[Opening Input data section]
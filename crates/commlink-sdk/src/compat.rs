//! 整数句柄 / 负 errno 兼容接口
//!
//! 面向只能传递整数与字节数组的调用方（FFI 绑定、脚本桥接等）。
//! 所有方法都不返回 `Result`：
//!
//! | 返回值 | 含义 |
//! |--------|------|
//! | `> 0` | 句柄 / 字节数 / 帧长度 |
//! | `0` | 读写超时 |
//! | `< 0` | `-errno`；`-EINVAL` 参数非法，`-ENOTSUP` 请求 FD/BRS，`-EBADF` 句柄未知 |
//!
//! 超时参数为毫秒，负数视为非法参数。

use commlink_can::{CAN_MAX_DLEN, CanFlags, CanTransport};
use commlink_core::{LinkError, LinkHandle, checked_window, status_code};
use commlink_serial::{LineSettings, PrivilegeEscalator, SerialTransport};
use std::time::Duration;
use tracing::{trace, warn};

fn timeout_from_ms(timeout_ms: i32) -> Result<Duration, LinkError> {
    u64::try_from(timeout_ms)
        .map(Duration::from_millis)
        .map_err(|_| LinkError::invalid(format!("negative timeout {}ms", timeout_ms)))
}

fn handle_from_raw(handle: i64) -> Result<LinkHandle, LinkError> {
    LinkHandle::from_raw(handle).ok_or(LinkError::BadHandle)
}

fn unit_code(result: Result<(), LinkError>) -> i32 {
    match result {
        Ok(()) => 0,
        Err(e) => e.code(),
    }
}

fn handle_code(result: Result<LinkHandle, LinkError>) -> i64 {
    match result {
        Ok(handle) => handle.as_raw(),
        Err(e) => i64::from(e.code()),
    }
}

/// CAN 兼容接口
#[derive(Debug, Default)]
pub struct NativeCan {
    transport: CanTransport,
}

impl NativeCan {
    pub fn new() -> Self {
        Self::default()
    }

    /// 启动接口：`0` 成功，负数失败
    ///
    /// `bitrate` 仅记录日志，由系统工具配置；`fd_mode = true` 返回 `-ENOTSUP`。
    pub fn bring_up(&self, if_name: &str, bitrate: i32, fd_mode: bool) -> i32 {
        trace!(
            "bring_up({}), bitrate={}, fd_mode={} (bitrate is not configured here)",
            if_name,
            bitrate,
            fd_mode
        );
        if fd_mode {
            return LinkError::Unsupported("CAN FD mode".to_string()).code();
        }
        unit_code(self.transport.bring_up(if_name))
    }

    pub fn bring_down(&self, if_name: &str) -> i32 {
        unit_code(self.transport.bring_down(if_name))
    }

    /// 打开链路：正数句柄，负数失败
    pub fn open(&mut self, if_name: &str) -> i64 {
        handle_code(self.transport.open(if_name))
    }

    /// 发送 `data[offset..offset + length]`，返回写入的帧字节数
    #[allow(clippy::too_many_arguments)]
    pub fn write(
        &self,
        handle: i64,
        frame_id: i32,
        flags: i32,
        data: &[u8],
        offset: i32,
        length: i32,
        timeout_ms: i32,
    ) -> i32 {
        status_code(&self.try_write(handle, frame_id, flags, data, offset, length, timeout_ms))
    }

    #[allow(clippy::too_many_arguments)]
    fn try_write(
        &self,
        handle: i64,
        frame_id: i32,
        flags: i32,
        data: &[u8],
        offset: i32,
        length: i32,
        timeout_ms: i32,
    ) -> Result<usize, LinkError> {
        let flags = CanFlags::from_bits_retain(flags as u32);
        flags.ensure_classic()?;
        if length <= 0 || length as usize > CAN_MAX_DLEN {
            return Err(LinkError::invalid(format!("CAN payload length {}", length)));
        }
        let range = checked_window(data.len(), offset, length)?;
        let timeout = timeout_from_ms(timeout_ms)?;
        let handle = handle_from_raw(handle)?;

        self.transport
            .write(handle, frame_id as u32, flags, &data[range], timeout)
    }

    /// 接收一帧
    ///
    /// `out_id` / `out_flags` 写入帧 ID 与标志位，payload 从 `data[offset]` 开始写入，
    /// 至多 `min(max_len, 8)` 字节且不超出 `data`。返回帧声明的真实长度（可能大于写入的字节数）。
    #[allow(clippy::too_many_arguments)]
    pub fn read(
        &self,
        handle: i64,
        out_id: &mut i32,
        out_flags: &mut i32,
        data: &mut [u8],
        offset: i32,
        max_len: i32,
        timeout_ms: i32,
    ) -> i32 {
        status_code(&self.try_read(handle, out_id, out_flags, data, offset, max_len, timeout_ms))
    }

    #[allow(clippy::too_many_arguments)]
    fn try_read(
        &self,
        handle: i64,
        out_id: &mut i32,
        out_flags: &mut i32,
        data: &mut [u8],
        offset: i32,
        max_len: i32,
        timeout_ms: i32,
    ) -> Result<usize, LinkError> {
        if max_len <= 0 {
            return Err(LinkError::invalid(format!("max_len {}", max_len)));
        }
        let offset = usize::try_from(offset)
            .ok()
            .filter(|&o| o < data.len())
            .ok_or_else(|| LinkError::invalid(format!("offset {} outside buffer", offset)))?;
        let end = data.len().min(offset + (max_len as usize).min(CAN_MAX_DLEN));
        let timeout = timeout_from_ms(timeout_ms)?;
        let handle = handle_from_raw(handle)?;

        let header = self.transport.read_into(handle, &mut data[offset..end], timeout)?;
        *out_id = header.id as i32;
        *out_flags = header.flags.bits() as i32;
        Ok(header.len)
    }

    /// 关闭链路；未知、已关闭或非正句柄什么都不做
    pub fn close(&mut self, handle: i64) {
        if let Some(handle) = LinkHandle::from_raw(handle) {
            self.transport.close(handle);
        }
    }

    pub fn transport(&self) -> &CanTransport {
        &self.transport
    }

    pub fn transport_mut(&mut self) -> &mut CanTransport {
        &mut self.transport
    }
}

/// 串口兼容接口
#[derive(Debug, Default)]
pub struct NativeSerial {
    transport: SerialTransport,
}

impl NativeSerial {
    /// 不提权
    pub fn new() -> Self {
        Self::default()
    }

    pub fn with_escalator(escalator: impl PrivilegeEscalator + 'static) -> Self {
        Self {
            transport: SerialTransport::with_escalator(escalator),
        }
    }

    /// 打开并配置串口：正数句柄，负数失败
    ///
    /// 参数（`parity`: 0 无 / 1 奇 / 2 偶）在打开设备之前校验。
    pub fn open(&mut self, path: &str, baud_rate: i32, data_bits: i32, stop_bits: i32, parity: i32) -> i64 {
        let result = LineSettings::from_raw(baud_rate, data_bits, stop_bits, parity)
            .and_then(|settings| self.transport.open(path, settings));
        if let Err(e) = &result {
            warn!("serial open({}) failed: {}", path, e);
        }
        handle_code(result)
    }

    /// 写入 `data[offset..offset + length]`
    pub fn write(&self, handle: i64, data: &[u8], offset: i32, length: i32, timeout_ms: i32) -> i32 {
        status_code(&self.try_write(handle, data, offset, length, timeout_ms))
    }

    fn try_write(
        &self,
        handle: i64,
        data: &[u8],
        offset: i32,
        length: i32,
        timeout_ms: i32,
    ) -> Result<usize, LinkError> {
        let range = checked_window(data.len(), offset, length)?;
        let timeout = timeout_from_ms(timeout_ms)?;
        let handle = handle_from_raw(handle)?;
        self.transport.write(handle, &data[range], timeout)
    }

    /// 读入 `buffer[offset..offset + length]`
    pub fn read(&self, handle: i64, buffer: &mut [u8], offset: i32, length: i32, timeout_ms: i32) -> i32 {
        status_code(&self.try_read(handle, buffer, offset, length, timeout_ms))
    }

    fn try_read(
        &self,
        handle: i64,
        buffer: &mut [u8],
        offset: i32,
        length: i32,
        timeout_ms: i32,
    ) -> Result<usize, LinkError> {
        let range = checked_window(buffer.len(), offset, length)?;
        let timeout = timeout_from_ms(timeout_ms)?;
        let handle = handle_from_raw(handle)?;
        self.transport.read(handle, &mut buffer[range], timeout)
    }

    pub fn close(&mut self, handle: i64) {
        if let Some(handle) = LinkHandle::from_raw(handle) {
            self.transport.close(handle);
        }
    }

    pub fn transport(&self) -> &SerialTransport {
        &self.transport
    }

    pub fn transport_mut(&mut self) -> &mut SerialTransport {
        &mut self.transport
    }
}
[Closing Input data section]
[Opening Input data section]
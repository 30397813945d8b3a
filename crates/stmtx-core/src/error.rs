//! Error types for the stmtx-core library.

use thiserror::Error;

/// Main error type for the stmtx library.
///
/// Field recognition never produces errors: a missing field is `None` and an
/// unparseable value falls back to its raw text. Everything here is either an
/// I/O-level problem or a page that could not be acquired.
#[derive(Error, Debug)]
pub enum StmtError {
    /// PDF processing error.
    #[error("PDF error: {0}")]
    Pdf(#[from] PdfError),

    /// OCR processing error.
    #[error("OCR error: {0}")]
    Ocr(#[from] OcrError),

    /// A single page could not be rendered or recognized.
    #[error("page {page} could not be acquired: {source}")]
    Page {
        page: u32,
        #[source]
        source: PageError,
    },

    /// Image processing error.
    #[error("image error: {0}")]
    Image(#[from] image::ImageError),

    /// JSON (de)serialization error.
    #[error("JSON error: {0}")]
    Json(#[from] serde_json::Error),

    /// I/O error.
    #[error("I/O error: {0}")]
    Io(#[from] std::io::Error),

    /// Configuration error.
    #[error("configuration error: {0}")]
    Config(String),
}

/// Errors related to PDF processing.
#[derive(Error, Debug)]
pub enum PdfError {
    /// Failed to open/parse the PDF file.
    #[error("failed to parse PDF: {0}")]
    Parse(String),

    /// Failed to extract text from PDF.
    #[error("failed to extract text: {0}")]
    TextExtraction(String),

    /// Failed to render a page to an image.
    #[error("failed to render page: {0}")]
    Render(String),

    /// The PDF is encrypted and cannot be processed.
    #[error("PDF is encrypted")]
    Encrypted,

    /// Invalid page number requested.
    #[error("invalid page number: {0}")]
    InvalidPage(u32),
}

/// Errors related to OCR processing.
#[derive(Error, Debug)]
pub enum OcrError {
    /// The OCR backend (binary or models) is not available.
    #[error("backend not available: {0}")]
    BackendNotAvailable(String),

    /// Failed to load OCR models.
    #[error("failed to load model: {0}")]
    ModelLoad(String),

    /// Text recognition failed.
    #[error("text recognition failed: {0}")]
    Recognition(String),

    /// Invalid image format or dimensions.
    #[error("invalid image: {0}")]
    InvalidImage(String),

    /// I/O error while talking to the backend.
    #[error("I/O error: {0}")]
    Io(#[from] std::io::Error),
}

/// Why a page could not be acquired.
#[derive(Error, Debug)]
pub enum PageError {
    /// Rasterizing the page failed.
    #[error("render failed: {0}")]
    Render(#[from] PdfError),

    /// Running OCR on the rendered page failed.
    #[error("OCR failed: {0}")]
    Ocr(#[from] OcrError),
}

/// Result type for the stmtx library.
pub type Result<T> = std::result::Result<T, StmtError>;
[Closing Input data section]
→ Goal of the exercise: One stretch of the lines above is wanted, from the line that contains "pub enum StmtError" through the line that contains "cannot be processed.". Output it exactly.

→ Output below:
pub enum StmtError {
    /// PDF processing error.
    #[error("PDF error: {0}")]
    Pdf(#[from] PdfError),

    /// OCR processing error.
    #[error("OCR error: {0}")]
    Ocr(#[from] OcrError),

    /// A single page could not be rendered or recognized.
    #[error("page {page} could not be acquired: {source}")]
    Page {
        page: u32,
        #[source]
        source: PageError,
    },

    /// Image processing error.
    #[error("image error: {0}")]
    Image(#[from] image::ImageError),

    /// JSON (de)serialization error.
    #[error("JSON error: {0}")]
    Json(#[from] serde_json::Error),

    /// I/O error.
    #[error("I/O error: {0}")]
    Io(#[from] std::io::Error),

    /// Configuration error.
    #[error("configuration error: {0}")]
    Config(String),
}

/// Errors related to PDF processing.
#[derive(Error, Debug)]
pub enum PdfError {
    /// Failed to open/parse the PDF file.
    #[error("failed to parse PDF: {0}")]
    Parse(String),

    /// Failed to extract text from PDF.
    #[error("failed to extract text: {0}")]
    TextExtraction(String),

    /// Failed to render a page to an image.
    #[error("failed to render page: {0}")]
    Render(String),

    /// The PDF is encrypted and cannot be processed.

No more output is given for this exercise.